**Assigned task:** Copy each line of the entries that includes the word "periods".

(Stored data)
• • • •
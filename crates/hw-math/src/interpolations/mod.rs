//! 1D interpolation trait and implementations.

pub mod cubic;

pub use cubic::NaturalCubicSpline;

use hw_core::Real;

/// A 1D interpolation function `f: R → R` defined by a set of known points,
/// together with its first derivative.
pub trait Interpolation1D: std::fmt::Debug + Send + Sync {
    /// Evaluate the interpolation at `x`.
    fn operator(&self, x: Real) -> Real;

    /// Evaluate the first derivative `f'(x)`.
    fn derivative(&self, x: Real) -> Real;

    /// Return the lower bound of the interpolation domain.
    fn x_min(&self) -> Real;

    /// Return the upper bound of the interpolation domain.
    fn x_max(&self) -> Real;
}

/// Binary search: find `i` such that `xs[i] <= x < xs[i+1]`, clamped to the
/// first and last interval.
pub(crate) fn locate(xs: &[Real], x: Real) -> usize {
    let n = xs.len();
    if x <= xs[0] {
        return 0;
    }
    if x >= xs[n - 1] {
        return n - 2;
    }
    let mut lo = 0;
    let mut hi = n - 1;
    while hi - lo > 1 {
        let mid = (lo + hi) / 2;
        if xs[mid] <= x {
            lo = mid;
        } else {
            hi = mid;
        }
    }
    lo
}
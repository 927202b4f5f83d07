//! # hw-methods
//!
//! Numerical methods: the Monte Carlo short-rate simulation (antithetic
//! shocks, Euler paths, per-period discount exponents) and the trinomial
//! lattice used by the benchmark pricer.
//!
//! # Modules
//!
//! * [`monte_carlo`] — shock generation, path simulation, forward-rate aggregation
//! * [`lattice`] — time grids, additive trinomial trees, curve-fitted short-rate trees

#![warn(missing_docs)]
#![forbid(unsafe_code)]

// ── Modules ───────────────────────────────────────────────────────────────────

/// Lattice methods: time grids and trinomial short-rate trees.
pub mod lattice;

/// Monte Carlo simulation of the short rate.
pub mod monte_carlo;

// ── Convenience re-exports ────────────────────────────────────────────────────

pub use lattice::{ShortRateTree, TimeGrid, TrinomialTree};
pub use monte_carlo::{
    ForwardRateAggregator, ForwardRateMatrix, MonteCarloSettings, PathEnsemble, ShockMatrix,
    ShortRateSimulator,
};
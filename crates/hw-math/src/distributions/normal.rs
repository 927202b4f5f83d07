//! Standard normal (Gaussian) distribution.

use hw_core::Real;
use statrs::function::erf::erfc;
use std::f64::consts::{FRAC_1_SQRT_2, PI};

/// The standard normal probability density function.
///
/// `φ(x) = exp(-x²/2) / √(2π)`
#[inline]
pub fn normal_pdf(x: Real) -> Real {
    (-0.5 * x * x).exp() / (2.0 * PI).sqrt()
}

/// The standard normal cumulative distribution function Φ(x).
///
/// Evaluated through the complementary error function from `statrs`,
/// `Φ(x) = erfc(−x/√2) / 2`, which keeps full relative accuracy in the
/// lower tail.
pub fn normal_cdf(x: Real) -> Real {
    0.5 * erfc(-x * FRAC_1_SQRT_2)
}

/// The inverse standard normal CDF (probit function).
///
/// Uses Peter J. Acklam's rational approximation; `p` must lie in `(0, 1)`.
pub fn normal_cdf_inverse(p: Real) -> Real {
    debug_assert!(p > 0.0 && p < 1.0, "p must be in (0, 1), got {p}");
    acklam_inverse(p)
}

/// Peter J. Acklam's rational approximation to the inverse normal CDF.
///
/// Maximum absolute error < 1.15e-9.
fn acklam_inverse(p: Real) -> Real {
    const A: [f64; 6] = [
        -3.969_683_028_665_376e+01,
        2.209_460_984_245_205e+02,
        -2.759_285_104_469_687e+02,
        1.383_577_518_672_69e2,
        -3.066_479_806_614_716e+01,
        2.506_628_277_459_239e+00,
    ];
    const B: [f64; 5] = [
        -5.447_609_879_822_406e+01,
        1.615_858_368_580_409e+02,
        -1.556_989_798_598_866e+02,
        6.680_131_188_771_972e+01,
        -1.328_068_155_288_572e+01,
    ];
    const C: [f64; 6] = [
        -7.784_894_002_430_293e-03,
        -3.223_964_580_411_365e-01,
        -2.400_758_277_161_838e+00,
        -2.549_732_539_343_734e+00,
        4.374_664_141_464_968e+00,
        2.938_163_982_698_783e+00,
    ];
    const D: [f64; 4] = [
        7.784_695_709_041_462e-03,
        3.224_671_290_700_398e-01,
        2.445_134_137_142_996e+00,
        3.754_408_661_907_416e+00,
    ];

    const P_LOW: f64 = 0.02425;
    const P_HIGH: f64 = 1.0 - P_LOW;

    if p < P_LOW {
        let q = (-2.0 * p.ln()).sqrt();
        (((((C[0] * q + C[1]) * q + C[2]) * q + C[3]) * q + C[4]) * q + C[5])
            / ((((D[0] * q + D[1]) * q + D[2]) * q + D[3]) * q + 1.0)
    } else if p <= P_HIGH {
        let q = p - 0.5;
        let r = q * q;
        (((((A[0] * r + A[1]) * r + A[2]) * r + A[3]) * r + A[4]) * r + A[5]) * q
            / (((((B[0] * r + B[1]) * r + B[2]) * r + B[3]) * r + B[4]) * r + 1.0)
    } else {
        let q = (-2.0 * (1.0 - p).ln()).sqrt();
        -(((((C[0] * q + C[1]) * q + C[2]) * q + C[3]) * q + C[4]) * q + C[5])
            / ((((D[0] * q + D[1]) * q + D[2]) * q + D[3]) * q + 1.0)
    }
}

#[cfg(test)]
mod tests {
    use super::*;
    use approx::assert_abs_diff_eq;

    #[test]
    fn normal_pdf_at_zero() {
        let expected = 1.0 / (2.0 * PI).sqrt();
        assert_abs_diff_eq!(normal_pdf(0.0), expected, epsilon = 1e-15);
    }

    #[test]
    fn normal_cdf_reference_values() {
        assert_abs_diff_eq!(normal_cdf(0.0), 0.5, epsilon = 1e-15);
        assert_abs_diff_eq!(normal_cdf(1.0), 0.841_344_746_068_542_9, epsilon = 1e-12);
        assert_abs_diff_eq!(normal_cdf(-1.96), 0.024_997_895_148_220_4, epsilon = 1e-12);
    }

    #[test]
    fn normal_cdf_tails() {
        assert_abs_diff_eq!(normal_cdf(10.0), 1.0, epsilon = 1e-15);
        assert!(normal_cdf(-10.0) > 0.0);
        assert!(normal_cdf(-10.0) < 1e-20);
    }

    #[test]
    fn inverse_cdf_roundtrip() {
        for p in [1e-6, 0.01, 0.1, 0.25, 0.5, 0.75, 0.9, 0.99, 1.0 - 1e-6] {
            let x = normal_cdf_inverse(p);
            let p2 = normal_cdf(x);
            assert!(
                (p2 - p).abs() < 1e-8 * p.max(1e-3),
                "roundtrip failed for p={p}: got {p2}"
            );
        }
    }

    #[test]
    fn inverse_cdf_is_odd() {
        for p in [0.01, 0.2, 0.4] {
            assert_abs_diff_eq!(
                normal_cdf_inverse(p),
                -normal_cdf_inverse(1.0 - p),
                epsilon = 1e-9
            );
        }
    }
}
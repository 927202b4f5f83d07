//! Error types for hwswaption.
//!
//! Every failure in the pricing pipeline maps to one variant of [`Error`].
//! A pricing run has no partial-result semantics: the first error aborts the
//! run and is propagated to the caller with `?`.

use crate::{Real, Size};
use thiserror::Error;

/// The top-level error type used throughout hwswaption.
#[derive(Debug, Error, Clone, PartialEq)]
pub enum Error {
    /// General runtime error (raised by [`fail!`](crate::fail)).
    #[error("{0}")]
    Runtime(String),

    /// Precondition violated (raised by [`ensure!`](crate::ensure)).
    #[error("precondition not satisfied: {0}")]
    Precondition(String),

    /// Postcondition violated (raised by [`ensure_post!`](crate::ensure_post)).
    #[error("postcondition not satisfied: {0}")]
    Postcondition(String),

    /// Invalid argument.
    #[error("invalid argument: {0}")]
    InvalidArgument(String),

    /// Malformed yield-curve input: too few points, non-increasing
    /// maturities or non-finite values.
    #[error("invalid yield curve: {0}")]
    InvalidCurve(String),

    /// The path count cannot be split into antithetic pairs.
    #[error("invalid ensemble size {paths}: antithetic pairing needs an even, non-zero path count")]
    InvalidEnsembleSize {
        /// The requested number of paths.
        paths: Size,
    },

    /// The mean-reversion speed is too close to zero for the affine
    /// bond formula, which divides by it.
    #[error("singular model: mean reversion a = {mean_reversion:e} is too close to zero")]
    SingularModel {
        /// The offending mean-reversion parameter.
        mean_reversion: Real,
    },

    /// A simulated quantity became NaN or infinite.
    #[error("numeric overflow on path {path} at step {step}: {detail}")]
    NumericOverflow {
        /// Index of the failing path.
        path: Size,
        /// Time-step (or column) index where the failure was detected.
        step: Size,
        /// Description of the offending value and parameters.
        detail: String,
    },
}

/// Shorthand `Result` type used throughout hwswaption.
pub type Result<T, E = Error> = std::result::Result<T, E>;

/// Returns `Err(Error::Precondition(...))` if `$cond` is false.
///
/// # Example
/// ```
/// use hw_core::{ensure, errors::Error};
/// fn positive(x: f64) -> hw_core::errors::Result<f64> {
///     ensure!(x > 0.0, "x must be positive, got {x}");
///     Ok(x)
/// }
/// assert!(positive(1.0).is_ok());
/// assert!(positive(-1.0).is_err());
/// ```
#[macro_export]
macro_rules! ensure {
    ($cond:expr, $($msg:tt)*) => {
        if !$cond {
            return Err($crate::errors::Error::Precondition(
                format!($($msg)*)
            ));
        }
    };
}

/// Returns `Err(Error::Postcondition(...))` if `$cond` is false.
///
/// # Example
/// ```
/// use hw_core::{ensure_post, errors::Error};
/// fn compute(x: f64) -> hw_core::errors::Result<f64> {
///     let result = x * 2.0;
///     ensure_post!(result > 0.0, "result must be positive, got {result}");
///     Ok(result)
/// }
/// assert!(compute(1.0).is_ok());
/// assert!(compute(-1.0).is_err());
/// ```
#[macro_export]
macro_rules! ensure_post {
    ($cond:expr, $($msg:tt)*) => {
        if !$cond {
            return Err($crate::errors::Error::Postcondition(
                format!($($msg)*)
            ));
        }
    };
}

/// Returns `Err(Error::Runtime(...))` immediately.
///
/// # Example
/// ```
/// use hw_core::{fail, errors::Error};
/// fn always_err() -> hw_core::errors::Result<()> {
///     fail!("something went wrong");
/// }
/// assert!(always_err().is_err());
/// ```
#[macro_export]
macro_rules! fail {
    ($($msg:tt)*) => {
        return Err($crate::errors::Error::Runtime(format!($($msg)*)))
    };
}
//! # hw-processes
//!
//! Stochastic processes driving the short rate: the calibrated Hull-White
//! process simulated by the Monte Carlo engine and the zero-level
//! Ornstein-Uhlenbeck process underlying the trinomial lattice.

#![warn(missing_docs)]
#![forbid(unsafe_code)]

pub mod hull_white_process;
pub mod ornstein_uhlenbeck_process;
pub mod stochastic_process;

pub use hull_white_process::HullWhiteProcess;
pub use ornstein_uhlenbeck_process::OrnsteinUhlenbeckProcess;
pub use stochastic_process::StochasticProcess1D;
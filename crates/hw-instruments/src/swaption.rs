//! European swaption on a swap with evenly spaced fixed payments.
//!
//! Times are year fractions from the valuation date. The fixed leg pays
//! `K·τ` at `τ, 2τ, …, T_m`; the option is exercised at the first tenor
//! date `τ` into the swap running from there to `T_m`.

use hw_core::{errors::Error, Rate, Real, Result, Size, Time};
use serde::{Deserialize, Serialize};

/// Tolerance on `T_m / τ` being a whole number.
const GRID_TOLERANCE: Real = 1e-9;

/// Direction of the underlying swap.
#[derive(Debug, Clone, Copy, PartialEq, Eq, Hash, Serialize, Deserialize)]
#[serde(rename_all = "lowercase")]
pub enum SwapType {
    /// Pay fixed, receive floating.
    Payer,
    /// Receive fixed, pay floating.
    Receiver,
}

impl SwapType {
    /// +1 for Payer, −1 for Receiver.
    pub fn sign(self) -> Real {
        match self {
            SwapType::Payer => 1.0,
            SwapType::Receiver => -1.0,
        }
    }
}

/// Terms of the swaption.
#[derive(Debug, Clone, Copy, PartialEq, Serialize, Deserialize)]
pub struct SwaptionSpec {
    /// Final payment date `T_m` of the underlying swap.
    pub maturity: Time,
    /// Spacing `τ` of the payment dates.
    pub tenor: Time,
    /// Notional `N`.
    pub notional: Real,
    /// Fixed rate `K`.
    pub fixed_rate: Rate,
}

impl SwaptionSpec {
    /// Build and validate a swaption.
    pub fn new(maturity: Time, tenor: Time, notional: Real, fixed_rate: Rate) -> Result<Self> {
        let spec = Self {
            maturity,
            tenor,
            notional,
            fixed_rate,
        };
        spec.validate()?;
        Ok(spec)
    }

    /// Check that the payment grid is well formed.
    ///
    /// # Errors
    /// [`Error::InvalidArgument`] unless `τ > 0`, `T_m > τ`, `T_m` is a whole
    /// multiple of `τ`, `N > 0` and `K` is finite.
    pub fn validate(&self) -> Result<()> {
        let invalid = |msg: String| Err(Error::InvalidArgument(msg));
        if !(self.tenor.is_finite() && self.tenor > 0.0) {
            return invalid(format!("tenor must be positive, got {}", self.tenor));
        }
        if !(self.maturity.is_finite() && self.maturity > self.tenor) {
            return invalid(format!(
                "maturity {} must exceed the tenor {}",
                self.maturity, self.tenor
            ));
        }
        let ratio = self.maturity / self.tenor;
        if (ratio - ratio.round()).abs() > GRID_TOLERANCE {
            return invalid(format!(
                "maturity {} is not a whole multiple of the tenor {}",
                self.maturity, self.tenor
            ));
        }
        if !(self.notional.is_finite() && self.notional > 0.0) {
            return invalid(format!("notional must be positive, got {}", self.notional));
        }
        if !self.fixed_rate.is_finite() {
            return invalid(format!("fixed rate must be finite, got {}", self.fixed_rate));
        }
        Ok(())
    }

    /// Number of tenor periods `T_m / τ`.
    pub fn periods(&self) -> Size {
        (self.maturity / self.tenor).round() as Size
    }

    /// The `i`-th date of the payment grid, `i·τ`; the last one is `T_m`.
    pub fn grid_time(&self, i: Size) -> Time {
        if i == self.periods() {
            self.maturity
        } else {
            i as Real * self.tenor
        }
    }

    /// Candidate exercise dates `τ, 2τ, …, T_m − τ`.
    pub fn exercise_times(&self) -> Vec<Time> {
        (1..self.periods()).map(|i| self.grid_time(i)).collect()
    }

    /// The European exercise date, i.e. the first tenor date.
    pub fn european_exercise_time(&self) -> Time {
        self.tenor
    }

    /// Payment dates strictly after grid date `i`: `(i+1)·τ, …, T_m`.
    pub fn payment_times_after(&self, i: Size) -> impl Iterator<Item = Time> + '_ {
        (i + 1..=self.periods()).map(move |j| self.grid_time(j))
    }
}

impl Default for SwaptionSpec {
    fn default() -> Self {
        Self {
            maturity: 5.0,
            tenor: 0.5,
            notional: 1.0,
            fixed_rate: 0.04,
        }
    }
}

#[cfg(test)]
mod tests {
    use super::*;

    #[test]
    fn payment_grid() {
        let s = SwaptionSpec::default();
        assert_eq!(s.periods(), 10);
        assert_eq!(s.european_exercise_time(), 0.5);
        let ex = s.exercise_times();
        assert_eq!(ex.len(), 9);
        assert_eq!(ex[0], 0.5);
        assert_eq!(ex[8], 4.5);
        let pay: Vec<f64> = s.payment_times_after(1).collect();
        assert_eq!(pay, vec![1.0, 1.5, 2.0, 2.5, 3.0, 3.5, 4.0, 4.5, 5.0]);
    }

    #[test]
    fn last_grid_date_is_the_maturity() {
        let s = SwaptionSpec::new(0.3, 0.1, 1.0, 0.02).unwrap();
        assert_eq!(s.periods(), 3);
        assert_eq!(s.grid_time(3), 0.3);
        assert_eq!(s.payment_times_after(2).collect::<Vec<_>>(), vec![0.3]);
    }

    #[test]
    fn rejects_malformed_terms() {
        let bad = [
            (5.0, 0.0, 1.0, 0.04),
            (0.5, 0.5, 1.0, 0.04),
            (5.2, 0.5, 1.0, 0.04),
            (5.0, 0.5, 0.0, 0.04),
            (5.0, 0.5, 1.0, f64::NAN),
        ];
        for (m, t, n, k) in bad {
            assert!(
                matches!(SwaptionSpec::new(m, t, n, k), Err(Error::InvalidArgument(_))),
                "accepted ({m}, {t}, {n}, {k})"
            );
        }
    }

    #[test]
    fn swap_type_sign() {
        assert_eq!(SwapType::Payer.sign(), 1.0);
        assert_eq!(SwapType::Receiver.sign(), -1.0);
    }
}
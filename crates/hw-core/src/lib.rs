//! # hw-core
//!
//! Core types and error definitions for hwswaption.
//!
//! This crate provides the building blocks shared across the other crates in
//! the workspace: the floating-point type aliases used in every signature and
//! the error hierarchy with its `ensure!` / `fail!` macros.

#![warn(missing_docs)]
#![forbid(unsafe_code)]

// ── Public modules ───────────────────────────────────────────────────────────

/// Error types and the `ensure!` / `fail!` / `ensure_post!` macros.
pub mod errors;

// ── Primitive type aliases ────────────────────────────────────────────────────

/// Floating-point type used throughout the library.
pub type Real = f64;

/// Alias used for array sizes / indices.
pub type Size = usize;

/// A rate expressed as a decimal (e.g. 0.05 = 5 %).
pub type Rate = Real;

/// A discount factor in [0, 1].
pub type DiscountFactor = Real;

/// A price or value.
pub type Price = Real;

/// A volatility level expressed as a decimal.
pub type Volatility = Real;

/// A time measurement in years.
pub type Time = Real;

// ── Re-exports for convenience ────────────────────────────────────────────────

pub use errors::{Error, Result};
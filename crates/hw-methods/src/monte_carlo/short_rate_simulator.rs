//! Euler simulation of the calibrated Hull-White short rate.

use super::{MonteCarloSettings, ShockMatrix};
use hw_core::{errors::Error, Rate, Real, Result, Size, Time};
use hw_math::PathMatrix;
use hw_processes::{HullWhiteProcess, StochasticProcess1D};
use rayon::prelude::*;
use tracing::{debug, instrument};

/// Simulated short rates indexed `[path][step]`; step `k` is time `k·dt`.
#[derive(Debug, Clone)]
pub struct PathEnsemble {
    rates: PathMatrix,
    steps_per_year: Size,
}

impl PathEnsemble {
    /// Number of paths.
    pub fn paths(&self) -> Size {
        self.rates.paths()
    }

    /// Number of simulated points per path.
    pub fn steps(&self) -> Size {
        self.rates.columns()
    }

    /// Step density.
    pub fn steps_per_year(&self) -> Size {
        self.steps_per_year
    }

    /// Step width `dt`.
    pub fn dt(&self) -> Time {
        1.0 / self.steps_per_year as Real
    }

    /// The step holding time `t`: `⌊t · steps_per_year⌋`.
    pub fn step_index(&self, t: Time) -> Size {
        (t * self.steps_per_year as Real).floor() as Size
    }

    /// Short rate of `path` at `step`.
    pub fn rate(&self, path: Size, step: Size) -> Rate {
        self.rates.value(path, step)
    }

    /// All steps of one path.
    pub fn path(&self, i: Size) -> &[Rate] {
        self.rates.path(i)
    }

    /// The underlying grid.
    pub fn rates(&self) -> &PathMatrix {
        &self.rates
    }
}

/// Generates a [`PathEnsemble`] from a [`HullWhiteProcess`].
///
/// Each path is `r[0] = r0`, `r[k] = r[k−1] + Δr[k]` with the Euler
/// increment `Δr[k] = (θ(k·dt) − a·r[k−1])·dt + σ·√dt·Z[k]`; the shock in
/// column 0 is never used.
#[derive(Debug, Clone)]
pub struct ShortRateSimulator<'a> {
    process: &'a HullWhiteProcess,
    settings: MonteCarloSettings,
}

impl<'a> ShortRateSimulator<'a> {
    /// Create a simulator. The settings are validated here.
    pub fn new(process: &'a HullWhiteProcess, settings: MonteCarloSettings) -> Result<Self> {
        settings.validate()?;
        Ok(Self { process, settings })
    }

    /// The simulation controls.
    pub fn settings(&self) -> &MonteCarloSettings {
        &self.settings
    }

    /// Draw antithetic shocks from the configured seed and simulate.
    pub fn simulate(&self) -> Result<PathEnsemble> {
        let s = &self.settings;
        let shocks = ShockMatrix::generate(s.paths, s.steps(), s.seed)?;
        self.simulate_with_shocks(&shocks)
    }

    /// Simulate one path per shock row. The same shocks always give
    /// bit-identical rates.
    ///
    /// # Errors
    /// * [`Error::Precondition`] if the shock rows are empty.
    /// * [`Error::NumericOverflow`] as soon as any path produces a NaN or
    ///   infinite rate.
    #[instrument(level = "debug", skip_all, fields(paths = shocks.paths(), steps = shocks.steps()))]
    pub fn simulate_with_shocks(&self, shocks: &ShockMatrix) -> Result<PathEnsemble> {
        let (paths, steps) = (shocks.paths(), shocks.steps());
        hw_core::ensure!(steps > 0, "shock rows need at least one step");
        let dt = self.settings.dt();

        let mut data = vec![0.0; paths * steps];
        data.par_chunks_mut(steps)
            .enumerate()
            .try_for_each(|(p, row)| self.fill_path(p, shocks.path(p), dt, row))?;

        let rates = PathMatrix::from_path_major(paths, steps, data)?;
        debug!(paths, steps, dt, "short-rate ensemble simulated");
        Ok(PathEnsemble {
            rates,
            steps_per_year: self.settings.steps_per_year,
        })
    }

    fn fill_path(&self, path: Size, shocks: &[Real], dt: Time, row: &mut [Rate]) -> Result<()> {
        let process = self.process;
        row[0] = process.x0();
        for k in 1..row.len() {
            let t = k as Real * dt;
            let r = process.evolve_1d(t, row[k - 1], dt, shocks[k]);
            if !r.is_finite() {
                return Err(Error::NumericOverflow {
                    path,
                    step: k,
                    detail: format!(
                        "short rate {r} (a = {}, sigma = {}, dt = {dt})",
                        process.a(),
                        process.sigma()
                    ),
                });
            }
            row[k] = r;
        }
        Ok(())
    }
}

#[cfg(test)]
mod tests {
    use super::*;
    use approx::assert_abs_diff_eq;
    use hw_termstructures::{YieldCurve, YieldTermStructure};
    use std::sync::Arc;

    fn process(a: Real, sigma: Real) -> HullWhiteProcess {
        let curve: Arc<dyn YieldTermStructure> = Arc::new(YieldCurve::flat(0.04).unwrap());
        HullWhiteProcess::new(curve, a, sigma, 0.04).unwrap()
    }

    fn settings(paths: Size) -> MonteCarloSettings {
        MonteCarloSettings {
            paths,
            steps_per_year: 50,
            horizon: 2.0,
            seed: 11,
        }
    }

    #[test]
    fn ensemble_shape_and_initial_rate() {
        let p = process(0.01, 0.01);
        let ens = ShortRateSimulator::new(&p, settings(10)).unwrap().simulate().unwrap();
        assert_eq!(ens.paths(), 10);
        assert_eq!(ens.steps(), 100);
        assert_eq!(ens.dt(), 0.02);
        assert_eq!(ens.step_index(0.5), 25);
        for i in 0..10 {
            assert_eq!(ens.rate(i, 0), 0.04);
        }
    }

    #[test]
    fn follows_the_euler_recursion() {
        let p = process(0.05, 0.01);
        let ens = ShortRateSimulator::new(&p, settings(4)).unwrap().simulate().unwrap();
        let shocks = ShockMatrix::generate(4, 100, 11).unwrap();
        let dt = 0.02;
        for i in 0..4 {
            let (r, z) = (ens.path(i), shocks.path(i));
            for k in 1..100 {
                let t = k as Real * dt;
                let dr = (p.theta(t) - 0.05 * r[k - 1]) * dt + 0.01 * dt.sqrt() * z[k];
                assert_eq!(r[k], r[k - 1] + dr);
            }
        }
    }

    #[test]
    fn first_increments_of_antithetic_pairs_average_to_the_drift() {
        let p = process(0.01, 0.01);
        let ens = ShortRateSimulator::new(&p, settings(6)).unwrap().simulate().unwrap();
        let drift = (p.theta(0.02) - 0.01 * 0.04) * 0.02;
        for i in 0..3 {
            let up = ens.rate(i, 1) - ens.rate(i, 0);
            let down = ens.rate(i + 3, 1) - ens.rate(i + 3, 0);
            assert_abs_diff_eq!(0.5 * (up + down), drift, epsilon = 1e-16);
        }
    }

    #[test]
    fn zero_shocks_give_coinciding_paths() {
        let p = process(0.1, 0.01);
        let sim = ShortRateSimulator::new(&p, settings(4)).unwrap();
        let shocks = ShockMatrix::from_matrix(PathMatrix::zeros(4, settings(4).steps())).unwrap();
        let ens = sim.simulate_with_shocks(&shocks).unwrap();
        for i in 1..4 {
            assert_eq!(ens.path(i), ens.path(0));
        }
    }

    #[test]
    fn explosive_euler_step_is_reported() {
        // a·dt = 500 makes the scheme oscillate with growing amplitude
        let p = process(500.0, 0.01);
        let s = MonteCarloSettings {
            paths: 2,
            steps_per_year: 1,
            horizon: 200.0,
            seed: 3,
        };
        let err = ShortRateSimulator::new(&p, s).unwrap().simulate().unwrap_err();
        match err {
            Error::NumericOverflow { step, detail, .. } => {
                assert!(step > 1);
                assert!(detail.contains("a = 500"));
            }
            other => panic!("unexpected error {other:?}"),
        }
    }
}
• • • •
**Answer:**
    /// Number of tenor periods `T_m / τ`.
    pub fn periods(&self) -> Size {
        if i == self.periods() {
        (1..self.periods()).map(|i| self.grid_time(i)).collect()
        (i + 1..=self.periods()).map(move |j| self.grid_time(j))
        assert_eq!(s.periods(), 10);
        assert_eq!(s.periods(), 3);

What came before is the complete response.